If there’s one point to make about Glasgow’s new Marco Pierre White steakhouse it’s this; there’s no mistaking whose name is over the door.
Should you miss the sign above Hotel Indigo’s restaurant, the many black and white photos of the man himself are sure to give it away.
The grill restaurant is otherwise opulent; heavy soft furnishings and starched white linen. But there’s something of the cult of the celebrity about it, as MPW glowers over your dinner from every direction — although it’s unlikely that he’s grilling up a storm out back.
The other half and I were greeted by Adriana — perhaps our friendliest server yet — and settled down to tomato and mozzarella salad and potted duck to start.
The salad was tasty, with tomatoes of every colour vying for attention with delicate little balls of creamy cheese.
The duck was even better; a rich meaty paste paired perfectly with crisp toast points — although the accompanying piccalilli proved a tad sharp.

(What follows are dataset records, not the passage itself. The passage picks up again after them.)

use thiserror::Error;

/// Errors produced by type operations.
#[derive(Debug, Error, PartialEq, Eq)]
pub enum TypeError {
    /// A text tree does not have the nesting depth its work declares.
    #[error("text structure mismatch: expected depth {expected}, got {actual}")]
    StructureMismatch { expected: usize, actual: usize },

    #[error("unknown language code: {0}")]
    InvalidLanguage(String),

    #[error("invalid identifier: {0}")]
    InvalidId(String),
}
//! Hebrew-script citation grammar.
//!
//! A Hebrew citation is matched to a work by its Hebrew title (longest
//! prefix wins), then the remainder is read with a grammar chosen by the
//! work's root category. The decoded numbers are written back out as an
//! equivalent Latin citation for the main parser.

use once_cell::sync::Lazy;
use regex::Regex;

use lectern_index::IndexRegistry;

use crate::error::{RefError, RefResult};
use crate::hebrew::decode_hebrew_numeral;

/// "There" (ibid). Resolving it needs the surrounding document.
const IBID: &str = "שם";

static TANACH_RE: Lazy<Regex> = Lazy::new(|| {
    Regex::new(r#"^([א-ת"'׳״]+)(?:[\s,:.]+([א-ת"'׳״]+))?$"#)
        .expect("tanach pattern is valid")
});
static MISHNAH_RE: Lazy<Regex> = Lazy::new(|| {
    Regex::new(r#"^פ(?:רק)?\s*([א-ת"'׳״]+)[\s,]+מ(?:שנה)?\s*([א-ת"'׳״]+)$"#)
        .expect("mishnah pattern is valid")
});
static PEREK_RE: Lazy<Regex> = Lazy::new(|| {
    Regex::new(r#"^פ(?:רק)?\s*([א-ת"'׳״]+)$"#).expect("perek pattern is valid")
});
static DAF_RE: Lazy<Regex> = Lazy::new(|| {
    Regex::new(
        r#"^(?:דף\s*)?([א-ת"'׳״]+)\s*(?:([.:])|\s(?:עמוד\s*|ע["'׳״]?)?([אב]))?$"#,
    )
    .expect("daf pattern is valid")
});

fn numeral(s: &str, input: &str) -> RefResult<u32> {
    match decode_hebrew_numeral(s) {
        Some(n) if n >= 1 => Ok(n),
        _ => Err(RefError::UnparsableSection(input.to_string())),
    }
}

fn first_word(s: &str) -> Option<&str> {
    s.split_whitespace().next()
}

/// Rewrite a Hebrew citation as the equivalent Latin-script citation.
pub fn to_latin(registry: &IndexRegistry, input: &str) -> RefResult<String> {
    let input = input
        .trim()
        .trim_matches(|c| matches!(c, '(' | ')' | '[' | ']'))
        .trim();
    if first_word(input) == Some(IBID) {
        return Err(RefError::UnsupportedHebrewForm(input.to_string()));
    }

    let (work, variant) = registry
        .hebrew_prefix_match(input)?
        .ok_or_else(|| RefError::UnknownWork(input.to_string()))?;
    let rest = input[variant.len()..].trim();
    if first_word(rest) == Some(IBID) {
        return Err(RefError::UnsupportedHebrewForm(input.to_string()));
    }
    let title = work.title.as_str();
    if rest.is_empty() {
        return Ok(title.to_string());
    }

    match work.root_category() {
        "Mishnah" => mishnah_form(title, rest, input),
        "Talmud" => talmud_form(title, rest, input),
        _ => tanach_form(title, rest, input),
    }
}

fn tanach_form(title: &str, rest: &str, input: &str) -> RefResult<String> {
    let caps = TANACH_RE
        .captures(rest)
        .ok_or_else(|| RefError::UnparsableSection(input.to_string()))?;
    let chapter = numeral(&caps[1], input)?;
    match caps.get(2) {
        Some(verse) => Ok(format!("{title} {chapter}:{}", numeral(verse.as_str(), input)?)),
        None => Ok(format!("{title} {chapter}")),
    }
}

fn mishnah_form(title: &str, rest: &str, input: &str) -> RefResult<String> {
    if let Some(caps) = MISHNAH_RE.captures(rest) {
        let perek = numeral(&caps[1], input)?;
        let mishnah = numeral(&caps[2], input)?;
        return Ok(format!("{title} {perek}:{mishnah}"));
    }
    if let Some(caps) = PEREK_RE.captures(rest) {
        return Ok(format!("{title} {}", numeral(&caps[1], input)?));
    }
    tanach_form(title, rest, input)
}

fn talmud_form(title: &str, rest: &str, input: &str) -> RefResult<String> {
    if let Some(caps) = MISHNAH_RE.captures(rest) {
        let perek = numeral(&caps[1], input)?;
        let mishnah = numeral(&caps[2], input)?;
        return Ok(format!("Mishnah {title} {perek}:{mishnah}"));
    }

    let caps = DAF_RE
        .captures(rest)
        .ok_or_else(|| RefError::UnparsableSection(input.to_string()))?;
    let daf = numeral(&caps[1], input)?;
    let amud = match (caps.get(2).map(|m| m.as_str()), caps.get(3).map(|m| m.as_str())) {
        (Some("."), _) | (_, Some("א")) => "a",
        (Some(":"), _) | (_, Some("ב")) => "b",
        _ => "",
    };
    Ok(format!("{title} {daf}{amud}"))
}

The menu has a surprising range of mains, with plenty of seafood delights and grill staples to tempt you — but on a miserable Monday night, neither of us could resist an 8oz fillet steak.
Both were cooked to perfection — even the order for rare — and each sizeable side proved a treat; huge, crispy onion rings, plump grilled tomato and “real” chips, dark brown in colour and perfectly fluffy, not to mention dark blue cheese sauce across the table and sumptuous truffle butter on my end.

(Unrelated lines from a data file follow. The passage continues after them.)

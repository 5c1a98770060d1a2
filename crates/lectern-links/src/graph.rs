//! The link graph: saving, deleting, and querying links between refs.
//!
//! Both sides of a stored link are canonical ref strings. Saving suppresses
//! duplicates in three ways:
//!
//! - the exact pair already exists untyped and a manual save supplies a
//!   type: the existing link is upgraded in place
//! - the exact pair already exists otherwise: rejected
//! - a link between narrower refs already exists, sharing one side exactly
//!   and with its other side inside the new link's other side: rejected
//!
//! Derived links go through the same checks; callers deriving links treat
//! the two rejections as "already known" and move on.

use std::collections::HashMap;
use std::sync::Arc;

use tracing::{debug, info, warn};

use lectern_refs::{covers, top_section, Ref, RefParser};
use lectern_store::{ref_has_prefix, ChangeKind, ChangeRecord, HistoryRecorder, LinkStore, StoreResult};
use lectern_types::{Link, LinkId, TextTree, UserId};

use crate::error::{LinkError, LinkResult};
use crate::format::AnnotatedLink;

/// English and Hebrew text of one ref.
#[derive(Clone, Debug, Default, PartialEq, Eq)]
pub struct SectionText {
    pub text: TextTree,
    pub he: TextTree,
}

impl SectionText {
    /// Children at the outer level of whichever language has more.
    pub fn child_count(&self) -> usize {
        self.text.child_count().max(self.he.child_count())
    }

    fn section(&self, sections: &[u32], to_sections: &[u32]) -> SectionText {
        SectionText {
            text: self.text.section(sections, to_sections),
            he: self.he.section(sections, to_sections),
        }
    }
}

/// Supplies stored text to the link graph without it knowing about
/// versions or merging.
pub trait TextSource {
    /// Merged text at `r`, or `None` if nothing is stored there.
    fn text_at(&self, r: &Ref) -> Option<SectionText>;
}

/// Link collection plus the rules for adding to it.
pub struct LinkGraph {
    parser: Arc<RefParser>,
    links: Arc<dyn LinkStore>,
    history: Arc<dyn HistoryRecorder>,
}

impl LinkGraph {
    pub fn new(
        parser: Arc<RefParser>,
        links: Arc<dyn LinkStore>,
        history: Arc<dyn HistoryRecorder>,
    ) -> Self {
        Self {
            parser,
            links,
            history,
        }
    }

    pub fn parser(&self) -> &Arc<RefParser> {
        &self.parser
    }

    pub fn get(&self, id: LinkId) -> LinkResult<Option<Link>> {
        Ok(self.links.get(id)?)
    }

    /// Save a new link, or update the stored link with the same id.
    ///
    /// Returns the link as stored, which for a type upgrade is the
    /// pre-existing record rather than `link`.
    pub fn save(&self, mut link: Link, actor: Option<&UserId>) -> LinkResult<Link> {
        for side in link.refs.iter_mut() {
            *side = self.parser.norm_ref(side, true, 0)?;
        }

        if let Some(existing) = self.links.get(link.id)? {
            self.links.put(link.clone())?;
            self.record(
                ChangeRecord::new(ChangeKind::EditLink, link.id.to_string())
                    .by(actor)
                    .with_old(&existing)
                    .and_then(|c| c.with_new(&link)),
            );
            debug!(id = %link.id, "updated link");
            return Ok(link);
        }

        let nearby = self.nearby(&link)?;

        if let Some(same) = nearby.iter().find(|l| l.same_pair(&link)) {
            if !link.auto && link.is_typed() && !same.is_typed() {
                let mut upgraded = same.clone();
                upgraded.link_type = link.link_type.clone();
                self.links.put(upgraded.clone())?;
                self.record(
                    ChangeRecord::new(ChangeKind::EditLink, upgraded.id.to_string())
                        .by(actor)
                        .with_old(same)
                        .and_then(|c| c.with_new(&upgraded)),
                );
                info!(id = %upgraded.id, link_type = %upgraded.link_type, "upgraded untyped link");
                return Ok(upgraded);
            }
            let [a, b] = link.refs;
            return Err(LinkError::Duplicate(a, b));
        }

        if let Some(precise) = self.more_precise(&link, &nearby) {
            let [a, b] = precise.refs.clone();
            return Err(LinkError::MorePrecise(a, b));
        }

        self.links.put(link.clone())?;
        self.record(
            ChangeRecord::new(ChangeKind::AddLink, link.id.to_string())
                .by(actor)
                .with_new(&link),
        );
        debug!(id = %link.id, a = %link.refs[0], b = %link.refs[1], auto = link.auto, "added link");
        Ok(link)
    }

    /// Save a derived link. Duplicate rejections count as success without
    /// creating anything; the return value says whether a link was added.
    pub fn save_derived(&self, link: Link) -> LinkResult<bool> {
        match self.save(link, None) {
            Ok(_) => Ok(true),
            Err(e) if e.is_duplicate() => {
                debug!(error = %e, "derived link already known");
                Ok(false)
            }
            Err(e) => Err(e),
        }
    }

    pub fn delete(&self, id: LinkId, actor: Option<&UserId>) -> LinkResult<Link> {
        let existing = self
            .links
            .get(id)?
            .ok_or_else(|| LinkError::NotFound(format!("link {id}")))?;
        self.links.delete(id)?;
        self.record(
            ChangeRecord::new(ChangeKind::DeleteLink, id.to_string())
                .by(actor)
                .with_old(&existing),
        );
        debug!(%id, "deleted link");
        Ok(existing)
    }

    /// Every link with a side inside `r`, oriented from that side. With a
    /// text source, each result carries the text of its far side; each
    /// distinct top-level section is fetched once.
    pub fn query(&self, r: &Ref, texts: Option<&dyn TextSource>) -> LinkResult<Vec<AnnotatedLink>> {
        let prefix = query_prefix(r);
        let query = r.canonical();
        let mut fetched: HashMap<String, SectionText> = HashMap::new();
        let mut out = Vec::new();

        for link in self.links.touching(&prefix)? {
            let Some((side, anchor)) = self.anchor_side(r, &prefix, &link) else {
                continue;
            };
            let far = &link.refs[1 - side];
            let linked = match self.parser.parse(far, false) {
                Ok(linked) => linked,
                Err(e) => {
                    warn!(id = %link.id, reference = %far, error = %e, "skipping link with unparsable ref");
                    continue;
                }
            };

            let mut annotated = AnnotatedLink::new(&link, &anchor, &linked, &query);
            if let Some(source) = texts {
                let text = linked_text(&linked, source, &mut fetched);
                annotated.text = Some(text.text);
                annotated.he = Some(text.he);
            }
            out.push(annotated);
        }

        debug!(reference = %query, count = out.len(), "queried links");
        Ok(out)
    }

    /// Rewrite link sides citing work `old` to cite `new`. Returns how many
    /// links changed.
    pub fn rename_title(&self, old: &str, new: &str) -> LinkResult<usize> {
        let mut changed = 0;
        for mut link in self.links.touching(old)? {
            let mut touched = false;
            for side in link.refs.iter_mut() {
                if ref_has_prefix(side, old) {
                    *side = format!("{new}{}", &side[old.len()..]);
                    touched = true;
                }
            }
            if touched {
                self.links.put(link)?;
                changed += 1;
            }
        }
        info!(old, new, changed, "renamed title in links");
        Ok(changed)
    }

    /// Delete every link with a side in work `title`.
    pub fn remove_work(&self, title: &str) -> LinkResult<usize> {
        let doomed = self.links.touching(title)?;
        for link in &doomed {
            self.links.delete(link.id)?;
        }
        info!(title, removed = doomed.len(), "removed links of work");
        Ok(doomed.len())
    }

    // ---------------------------------------------------------------
    // Internals
    // ---------------------------------------------------------------

    fn record(&self, change: StoreResult<ChangeRecord>) {
        if let Err(e) = change.and_then(|c| self.history.record(c)) {
            warn!(error = %e, "failed to record link history");
        }
    }

    /// Stored links touching either side of `link`, without repeats.
    fn nearby(&self, link: &Link) -> LinkResult<Vec<Link>> {
        let mut found = self.links.touching(&link.refs[0])?;
        for candidate in self.links.touching(&link.refs[1])? {
            if !found.iter().any(|l| l.id == candidate.id) {
                found.push(candidate);
            }
        }
        Ok(found)
    }

    fn more_precise<'a>(&self, link: &Link, nearby: &'a [Link]) -> Option<&'a Link> {
        let parsed = |s: &str| self.parser.parse(s, false).ok();
        let new_sides = [parsed(&link.refs[0])?, parsed(&link.refs[1])?];

        nearby.iter().find(|existing| {
            (0..2).any(|shared| {
                let Some(pos) = existing.refs.iter().position(|r| *r == link.refs[shared]) else {
                    return false;
                };
                let other = &existing.refs[1 - pos];
                if *other == link.refs[1 - shared] {
                    return false;
                }
                parsed(other).is_some_and(|inner| covers(&new_sides[1 - shared], &inner))
            })
        })
    }

    /// The side of `link` that lies inside `r`, parsed.
    fn anchor_side(&self, r: &Ref, prefix: &str, link: &Link) -> Option<(usize, Ref)> {
        link.refs.iter().enumerate().find_map(|(pos, side)| {
            if !ref_has_prefix(side, prefix) {
                return None;
            }
            match self.parser.parse(side, false) {
                Ok(parsed) if covers(r, &parsed) => Some((pos, parsed)),
                Ok(_) => None,
                Err(e) => {
                    warn!(id = %link.id, reference = %side, error = %e, "skipping unparsable link side");
                    None
                }
            }
        })
    }
}

/// Narrowest string prefix every link inside `r` must start with.
fn query_prefix(r: &Ref) -> String {
    match (r.sections.first(), r.to_sections.first()) {
        (Some(a), Some(b)) if a == b => top_section(r).canonical(),
        _ => r.book.clone(),
    }
}

fn linked_text(
    linked: &Ref,
    source: &dyn TextSource,
    fetched: &mut HashMap<String, SectionText>,
) -> SectionText {
    let top = top_section(linked);
    let whole = fetched
        .entry(top.canonical())
        .or_insert_with(|| source.text_at(&top).unwrap_or_default());
    if linked.sections.len() <= 1 {
        return whole.clone();
    }
    whole.section(&linked.sections[1..], &linked.to_sections[1..])
}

We finished with generous portions of bitter chocolate mousse and eton mess (with added tang, thanks to the addition of blackberries) — both completely unnecessary, but well worth the bloat.
It’s a strange setting for a weekday meal — not least because of the many selfies adorning the walls, and the vibe that it’s merely a place to be seen — but focus on the food itself and it’s worth a trip into the world of Marco Pierre White.